BOP Settles Muslim Prisoner’s Religious Discrimination and Medical Denial Claims at Colorado Supermax
by David M. Reutter
On April 26, 2024, the federal Bureau of Prisons (BOP) entered into the last of multiple settlement agreements with a Muslim prisoner who accused the prison agency of failing to accommodate his religion and discriminating against him because of his faith. The settlements provided for attorney’s fees and mandated injunctive relief regarding medical care and housing arrangements for the prisoner, Ahmed Ajaj.
Ajaj, 58, went into BOP custody in 1993 after a conviction for bombing the World Trade Center in Manhattan. He was housed in high security prisons until the terrorist attacks on September 11, 2001, which destroyed the same buildings he had targeted. BOP “abruptly” placed Ajaj in the Special Housing Unit (SHU), without notice of disciplinary action. He was then moved in September 2002 to the Administrative Maximum (ADX) prison, also known as the “Alcatraz of the Rockies,” in Florence, Colorado. In January 2010, Ajaj was transferred once more, this time to the U.S. Penitentiary (USP) in Marion, Illinois; there he was placed in the Communications Management Unit, which manages and monitors and severely restricts prisoners’ communications with the outside world. Then in May 2012 he was again abruptly transferred back to ADX.

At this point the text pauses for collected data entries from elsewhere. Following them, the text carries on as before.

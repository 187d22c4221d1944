pub mod io;
pub mod tiff;
pub mod utils;
pub mod compression;
pub mod errors;
pub mod raster;
pub mod coordinate;
pub mod discovery;
pub mod extractor;
pub mod commands;
pub mod api;

pub use crate::api::{ChipKit, TileReport};

pub use errors::{ChipError, ChipResult, PathError, PathErrorKind};
pub use coordinate::{load_coordinates, Coordinate};
pub use discovery::discover_tiles;
pub use extractor::{ChipExtractor, ChipMap, ChipSample, ExtractionConfig, ExtractionStats, WindowAnchor};
pub use raster::{GeoTiffRaster, GeoTransform, MemoryRaster, RasterSource, Window};
pub use tiff::{BlockShape, GeoTiffBuilder};
//! TIFF tag utilities
//!
//! Decoding of tag value arrays, shared by the reader for both inline
//! values and values stored at an offset.

use byteorder::ReadBytesExt;

use crate::io::byte_order::ByteOrderHandler;
use crate::io::seekable::SeekableReader;
use crate::tiff::constants::field_types;
use crate::tiff::errors::{TiffError, TiffResult};
use crate::tiff::ifd::IFDEntry;

/// Reads an array of integer tag values based on the field type
///
/// The reader must be positioned at the first value.
///
/// # Arguments
/// * `reader` - The seekable reader to use
/// * `entry` - The IFD entry with tag information
/// * `handler` - The byte order handler
/// * `values` - The vector to store values in
pub fn read_tag_value_array(
    reader: &mut dyn SeekableReader,
    entry: &IFDEntry,
    handler: &dyn ByteOrderHandler,
    values: &mut Vec<u64>,
) -> TiffResult<()> {
    for _ in 0..entry.count {
        let value = match entry.field_type {
            field_types::BYTE | field_types::SBYTE | field_types::UNDEFINED => reader.read_u8()? as u64,
            field_types::SHORT | field_types::SSHORT => handler.read_u16(reader)? as u64,
            field_types::LONG | field_types::SLONG => handler.read_u32(reader)? as u64,
            field_types::LONG8 | field_types::SLONG8 | field_types::IFD8 => handler.read_u64(reader)?,
            _ => return Err(TiffError::UnsupportedFieldType(entry.field_type)),
        };

        values.push(value);
    }

    Ok(())
}

/// Reads an array of floating point tag values
///
/// GeoTIFF model tags are DOUBLE, but FLOAT is accepted as well.
pub fn read_tag_f64_array(
    reader: &mut dyn SeekableReader,
    entry: &IFDEntry,
    handler: &dyn ByteOrderHandler,
    values: &mut Vec<f64>,
) -> TiffResult<()> {
    for _ in 0..entry.count {
        let value = match entry.field_type {
            field_types::DOUBLE => handler.read_f64(reader)?,
            field_types::FLOAT => f32::from_bits(handler.read_u32(reader)?) as f64,
            _ => return Err(TiffError::UnsupportedFieldType(entry.field_type)),
        };

        values.push(value);
    }

    Ok(())
}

As PLN reported, BOP allegedly refused to provide oral medications at ADX after sundown, forcing Ajaj to break his religious fasts to orally ingest them. He sued in 2015, accusing BOP officials of violating the Religious Land Use and Institutionalized Persons Act (RLUIPA), 42 U.S.C. § 2000bb, et seq., also calling the transfer back to ADX “clear retaliation for filing administrative grievances, many of them related to religious issues.” After a move to USP-Terre Haute in Indiana, the federal court for the District of Colorado dismissed his group-prayer claims, agreeing with Defendants that they were mooted by the move from ADX. But the U.S. Court of Appeals for the Tenth Circuit reversed that decision in February 2022. [See: PLN, Aug. 2022, p.32.]
Meanwhile, BOP agreed to settle Ajaj’s claims-to-date in 2019 for attorney’s fees with a payment of $175,000. After the Tenth Circuit’s decision, the parties proceeded to reach two more settlement agreements. One entered on April 23, 2024, provided for an additional $35,000 in attorney fees and costs. The settlement also promised care for the prisoner’s chronic fatigue syndrome, allowing Ajaj to choose a specialist to examine and treat him and requiring BOP to provide medication that the specialist prescribed. The settlement further provided for Ajaj “to be permitted to make a $350 monthly special purchase order for halal food products, including halal sweets,” since one of his related religious claims involved allegations that his access to a halal diet was disrupted with BOP’s frequent transfers.
The parties entered into a third settlement agreement on April 26, 2024, to resolve Ajaj’s remaining claims. The agreement provided for his transfer to USP in Coleman, Illinois, in a worker’s or program unit. The agreement also allowed Ajaj to pray with other Muslim prisoners and access video visits with his family, as well as giving him 60 days to choose a suitable Muslim prisoner as a cellmate, subject to BOP approval; failure to meet the 60-day deadline would punt the choice of cellmate back to the agency.
Ajaj was represented throughout the long years of his case by Laura L. Rovner and fellow attorneys with the University of Denver Sturm College of Law Civil Rights Clinic, along with co-counsel from attorney Darold W. Killmer of Killmer Lane & Newman LLP in Denver. See: Ajaj v. Fed. Bur. of Prisons, USDC (D. Colo.), Case No. 1:15-cv-00992.